What the task asks: Wherever a line in the records contains the word "blocking", return that line.

Data excerpts:
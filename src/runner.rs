//! Kernel execution and timing
//!
//! Two measurement modes over the same dispatch geometry:
//!
//! - **throughput**: all launches submitted back-to-back, one blocking wait
//!   at the end. Measures sustained launch throughput under queue
//!   pipelining; the implied per-launch latency is optimistic because
//!   submissions overlap.
//! - **latency**: one blocking wait after every launch. Measures true
//!   start-to-finish latency, free of pipelining effects.
//!
//! Reporting only one of the two numbers would conflate "how fast can
//! launches be queued" with "how long does one launch take end-to-end".

use crate::clock::Clock;
use crate::error::{DriverStatus, Error, Result};
use crate::kernel::KernelHandle;
use cudarc::driver::{CudaStream, LaunchConfig, PushKernelArg};
use std::sync::Arc;
use tracing::info;

/// The three device-visible addresses bound as kernel arguments: the result
/// buffer and the two operands. Bound once per residency phase and reused
/// across all iterations of that phase.
#[derive(Debug, Clone, Copy, PartialEq, Eq)]
pub struct ArgumentVector {
    /// Result buffer (A)
    pub out: u64,
    /// First operand (B)
    pub lhs: u64,
    /// Second operand (C)
    pub rhs: u64,
}

/// Measured wall-clock interval over a known launch count
#[derive(Debug, Clone, Copy, PartialEq, Eq)]
pub struct LaunchTiming {
    /// Number of launches measured
    pub iterations: u32,
    /// Total elapsed wall-clock time in microseconds
    pub elapsed_us: u64,
}

impl LaunchTiming {
    /// Completed launches per second
    pub fn ops_per_sec(&self) -> f64 {
        self.iterations as f64 * 1_000_000.0 / self.elapsed_us.max(1) as f64
    }

    /// Mean time per launch in microseconds
    pub fn mean_latency_us(&self) -> f64 {
        self.elapsed_us as f64 / self.iterations as f64
    }
}

impl std::fmt::Display for LaunchTiming {
    fn fmt(&self, f: &mut std::fmt::Formatter<'_>) -> std::fmt::Result {
        write!(
            f,
            "({} loops, {} us, {:.0} ops/s, {:.2} us mean latency)",
            self.iterations,
            self.elapsed_us,
            self.ops_per_sec(),
            self.mean_latency_us()
        )
    }
}

/// Executes a kernel N times against a fixed argument list on one execution
/// queue, measuring pipelined throughput or per-iteration latency.
pub struct KernelRunner {
    queue: Arc<CudaStream>,
}

impl KernelRunner {
    /// Create a runner bound to one execution queue
    pub fn new(queue: Arc<CudaStream>) -> Self {
        Self { queue }
    }

    fn launch(
        &self,
        kernel: &KernelHandle,
        args: &ArgumentVector,
        geometry: LaunchConfig,
    ) -> Result<()> {
        unsafe {
            let mut launch = self.queue.launch_builder(kernel.function());
            launch.arg(&args.out).arg(&args.lhs).arg(&args.rhs);
            launch
                .launch(geometry)
                .map_err(|e| Error::Launch(DriverStatus::from_driver(e, kernel.name())))?;
        }
        Ok(())
    }

    fn drain(&self, kernel: &KernelHandle) -> Result<()> {
        self.queue.synchronize().map_err(|e| {
            Error::Synchronization(DriverStatus::from_driver(
                e,
                format!("cuStreamSynchronize ({})", kernel.name()),
            ))
        })
    }

    /// Submit `iterations` launches back-to-back, then wait once for the
    /// queue to drain. A launch failure aborts the remaining iterations.
    pub fn run_throughput(
        &self,
        kernel: &KernelHandle,
        args: &ArgumentVector,
        geometry: LaunchConfig,
        iterations: u32,
    ) -> Result<LaunchTiming> {
        info!("running {} {} times (pipelined)...", kernel.name(), iterations);

        let clock = Clock::start();
        for _ in 0..iterations {
            self.launch(kernel, args, geometry)?;
        }
        self.drain(kernel)?;

        let timing = LaunchTiming {
            iterations,
            elapsed_us: clock.elapsed_micros(),
        };
        info!("throughput {}", timing);
        Ok(timing)
    }

    /// Submit one launch and block for completion before the next,
    /// `iterations` times.
    pub fn run_latency(
        &self,
        kernel: &KernelHandle,
        args: &ArgumentVector,
        geometry: LaunchConfig,
        iterations: u32,
    ) -> Result<LaunchTiming> {
        info!("running {} {} times (synchronous)...", kernel.name(), iterations);

        let clock = Clock::start();
        for _ in 0..iterations {
            self.launch(kernel, args, geometry)?;
            self.drain(kernel)?;
        }

        let timing = LaunchTiming {
            iterations,
            elapsed_us: clock.elapsed_micros(),
        };
        info!("latency {}", timing);
        Ok(timing)
    }
}

#[cfg(test)]
mod tests {
    use super::*;

    #[test]
    fn test_throughput_arithmetic() {
        let timing = LaunchTiming {
            iterations: 1000,
            elapsed_us: 2_000_000,
        };
        // K / E in seconds
        assert!((timing.ops_per_sec() - 500.0).abs() < f64::EPSILON);
        // E / K
        assert!((timing.mean_latency_us() - 2000.0).abs() < f64::EPSILON);
    }

    #[test]
    fn test_throughput_and_latency_are_reciprocal() {
        let timing = LaunchTiming {
            iterations: 5000,
            elapsed_us: 123_456,
        };
        let product = timing.ops_per_sec() * timing.mean_latency_us() / 1_000_000.0;
        assert!((product - 1.0).abs() < 1e-9);
    }

    #[test]
    fn test_zero_elapsed_does_not_divide_by_zero() {
        let timing = LaunchTiming {
            iterations: 10,
            elapsed_us: 0,
        };
        assert!(timing.ops_per_sec().is_finite());
    }

    #[test]
    fn test_timing_display_format() {
        let timing = LaunchTiming {
            iterations: 1000,
            elapsed_us: 4000,
        };
        let text = timing.to_string();
        assert!(text.contains("1000 loops"));
        assert!(text.contains("4000 us"));
        assert!(text.contains("250000 ops/s"));
    }
}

Result below:
//! - **throughput**: all launches submitted back-to-back, one blocking wait
//! - **latency**: one blocking wait after every launch. Measures true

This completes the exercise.